The required result is the exact run of lines beginning at the one containing "let classes = target.class_list();" and ending at the last line of the entries.

START Source data

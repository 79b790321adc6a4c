//! Messages pushed by the backend over the price stream.

use rust_decimal::Decimal;
use serde::{Deserialize, Deserializer};
use tracing::warn;

use super::security::Security;

/// A text frame received on the price stream, routed on its `type` field.
#[derive(Debug, Clone, PartialEq, Deserialize)]
#[serde(tag = "type", rename_all = "snake_case")]
pub enum StreamMessage {
    /// Full snapshot; replaces the whole security list.
    Initial { data: Vec<Security> },
    /// Incremental ticks for some of the known symbols.
    PriceUpdate {
        #[serde(default, deserialize_with = "timestamp_as_string")]
        timestamp: Option<String>,
        /// Ticks that decoded; malformed entries and a non-array `data`
        /// are dropped so the batch itself still counts.
        #[serde(default, deserialize_with = "usable_ticks")]
        data: Vec<PriceTick>,
    },
    /// Any other `type`; ignored by the client.
    #[serde(other)]
    Unknown,
}

impl StreamMessage {
    /// Parses one text frame.
    ///
    /// # Errors
    ///
    /// Returns [`HalalTradeError::Json`](crate::HalalTradeError::Json) if the
    /// frame is not valid JSON or does not match any known shape.
    pub fn parse(text: &str) -> crate::Result<Self> {
        Ok(serde_json::from_str(text)?)
    }
}

/// One symbol's price change inside a `price_update` message.
#[derive(Debug, Clone, PartialEq, Deserialize)]
#[serde(rename_all = "camelCase")]
pub struct PriceTick {
    pub symbol: String,
    pub price: Decimal,
    #[serde(default)]
    pub change: Option<Decimal>,
    #[serde(default)]
    pub change_percent: Option<Decimal>,
}

/// Decodes each tick on its own, skipping the ones that do not fit.
fn usable_ticks<'de, D>(deserializer: D) -> Result<Vec<PriceTick>, D::Error>
where
    D: Deserializer<'de>,
{
    let items = match Option::<serde_json::Value>::deserialize(deserializer)? {
        Some(serde_json::Value::Array(items)) => items,
        None => return Ok(Vec::new()),
        Some(other) => {
            warn!(data = %other, "price_update data is not an array");
            return Ok(Vec::new());
        }
    };

    Ok(items
        .into_iter()
        .filter_map(|item| match serde_json::from_value::<PriceTick>(item) {
            Ok(tick) => Some(tick),
            Err(e) => {
                warn!(error = %e, "dropping malformed price tick");
                None
            }
        })
        .collect())
}

/// Accepts either an ISO string or a numeric epoch for `timestamp`.
fn timestamp_as_string<'de, D>(deserializer: D) -> Result<Option<String>, D::Error>
where
    D: Deserializer<'de>,
{
    #[derive(Deserialize)]
    #[serde(untagged)]
    enum RawTimestamp {
        Text(String),
        Integer(i64),
        Float(f64),
    }

    Ok(
        Option::<RawTimestamp>::deserialize(deserializer)?.map(|raw| match raw {
            RawTimestamp::Text(text) => text,
            RawTimestamp::Integer(n) => n.to_string(),
            RawTimestamp::Float(f) => f.to_string(),
        }),
    )
}
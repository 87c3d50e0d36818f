//! docdrop-core: File selection state machine (sans-IO).
//!
//! Models the single-file upload widget as plain data:
//! pick or drop -> [`Selection::select`] -> [`Preview`] classification ->
//! optional [`Selection::clear`] -> [`Selection::submit`].
//!
//! This crate has **no browser dependencies** -- it never touches the
//! DOM or reads file bytes. The browser layer (`docdrop-io`) feeds it
//! file metadata and renders the [`View`] it produces.

pub mod accept;
pub mod config;
pub mod drag;
pub mod icon;
pub mod preview;
pub mod selection;
pub mod size;
pub mod types;

pub use accept::AcceptPolicy;
pub use config::{ConfigError, SurfaceIds, WidgetConfig};
pub use drag::{DragAffordance, DragKind};
pub use icon::IconGlyph;
pub use preview::{ImagePreview, Preview, VisibleSurface};
pub use selection::{ReadTicket, Selection, SelectionError, Summary, View};
pub use size::format_size;
pub use types::{FileKind, SelectedFile, UiState};
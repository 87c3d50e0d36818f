//! Render a [`View`] onto the host-page surfaces.
//!
//! Rendering is a pure function of the view: every call sets the
//! visibility of every bound surface, so the page cannot drift from
//! the state machine. Within the preview, surfaces are hidden before
//! the visible one is shown.

use docdrop_core::{IconGlyph, View, VisibleSurface};
use log::warn;
use web_sys::{HtmlElement, HtmlImageElement};

use crate::surfaces::{SubmitSurfaces, Surfaces};

/// `display` for block-level surfaces (prompt, summary, preview, image).
const BLOCK: &str = "block";

/// `display` for the icon surface and the busy indicator.
const FLEX: &str = "flex";

const HIDDEN: &str = "none";

/// CSS `display` value for a surface.
#[must_use]
pub const fn display_value(visible: bool, shown: &'static str) -> &'static str {
    if visible { shown } else { HIDDEN }
}

/// Draw `view` onto `surfaces`.
pub fn apply(view: &View<'_>, surfaces: &Surfaces) {
    set_display(&surfaces.drop_target, display_value(view.prompt_visible(), BLOCK));

    if let Some(summary) = &surfaces.summary {
        set_display(summary, display_value(view.summary.is_some(), BLOCK));
    }
    if let Some(info) = &view.summary {
        if let Some(name) = &surfaces.name {
            name.set_text_content(Some(info.name));
        }
        if let Some(size) = &surfaces.size {
            size.set_text_content(Some(&info.size));
        }
    }

    if let Some(container) = &surfaces.preview {
        set_display(
            container,
            display_value(view.preview_container_visible(), BLOCK),
        );
    }
    apply_preview(
        view.preview,
        surfaces.preview_image.as_ref(),
        surfaces.preview_icon.as_ref(),
    );

    // The busy state is entered once and never reversed here; the host
    // resets the page after the server responds.
    if view.busy()
        && let Some(submit) = &surfaces.submit
    {
        apply_busy(submit);
    }
}

fn apply_preview(
    preview: Option<VisibleSurface<'_>>,
    image: Option<&HtmlImageElement>,
    icon: Option<&HtmlElement>,
) {
    match preview {
        Some(VisibleSurface::Image(uri)) => {
            if let Some(icon) = icon {
                set_display(icon, HIDDEN);
            }
            if let Some(image) = image {
                if image.get_attribute("src").as_deref() != Some(uri) {
                    image.set_src(uri);
                }
                set_display(image, BLOCK);
            }
        }
        Some(VisibleSurface::Icon(glyph)) => {
            if let Some(image) = image {
                hide_image(image);
            }
            if let Some(icon) = icon {
                show_icon(icon, glyph);
            }
        }
        None => {
            if let Some(image) = image {
                hide_image(image);
            }
            if let Some(icon) = icon {
                set_display(icon, HIDDEN);
            }
        }
    }
}

/// Hide the thumbnail and drop its cached data URI.
fn hide_image(image: &HtmlImageElement) {
    set_display(image, HIDDEN);
    if image.has_attribute("src") {
        let _ = image.remove_attribute("src");
    }
}

fn show_icon(icon: &HtmlElement, glyph: IconGlyph) {
    icon.set_inner_html(&glyph.markup());
    let style = icon.style();
    let result = if glyph.stacked() {
        style
            .set_property("flex-direction", "column")
            .and_then(|()| style.set_property("align-items", "center"))
    } else {
        style
            .remove_property("flex-direction")
            .and_then(|_| style.remove_property("align-items"))
            .map(drop)
    };
    if let Err(e) = result {
        warn!("failed to lay out preview icon: {e:?}");
    }
    set_display(icon, FLEX);
}

fn apply_busy(submit: &SubmitSurfaces) {
    set_display(&submit.label, HIDDEN);
    set_display(&submit.busy, FLEX);
    if let Err(e) = submit.control.set_attribute("disabled", "") {
        warn!("failed to disable the submit control: {e:?}");
    }
}

/// Toggle the drag-active class on the drop target.
pub fn set_drag_active(target: &HtmlElement, class: &str, active: bool) {
    let classes = target.class_list();
    let result = if active {
        classes.add_1(class)
    } else {
        classes.remove_1(class)
    };
    if let Err(e) = result {
        warn!("failed to toggle drag class {class:?}: {e:?}");
    }
}

fn set_display(element: &HtmlElement, value: &str) {
    if let Err(e) = element.style().set_property("display", value) {
        warn!("failed to set display: {e:?}");
    }
}

#[cfg(test)]
mod tests {
    use super::*;

    #[test]
    fn hidden_surfaces_use_display_none() {
        assert_eq!(display_value(false, BLOCK), "none");
        assert_eq!(display_value(false, FLEX), "none");
    }

    #[test]
    fn visible_surfaces_use_their_layout() {
        assert_eq!(display_value(true, BLOCK), "block");
        assert_eq!(display_value(true, FLEX), "flex");
    }
}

END Source data

[Output below]
    let classes = target.class_list();
    let result = if active {
        classes.add_1(class)
    } else {
        classes.remove_1(class)
    };
    if let Err(e) = result {
        warn!("failed to toggle drag class {class:?}: {e:?}");
    }
}

fn set_display(element: &HtmlElement, value: &str) {
    if let Err(e) = element.style().set_property("display", value) {
        warn!("failed to set display: {e:?}");
    }
}

#[cfg(test)]
mod tests {
    use super::*;

    #[test]
    fn hidden_surfaces_use_display_none() {
        assert_eq!(display_value(false, BLOCK), "none");
        assert_eq!(display_value(false, FLEX), "none");
    }

    #[test]
    fn visible_surfaces_use_their_layout() {
        assert_eq!(display_value(true, BLOCK), "block");
        assert_eq!(display_value(true, FLEX), "flex");
    }
}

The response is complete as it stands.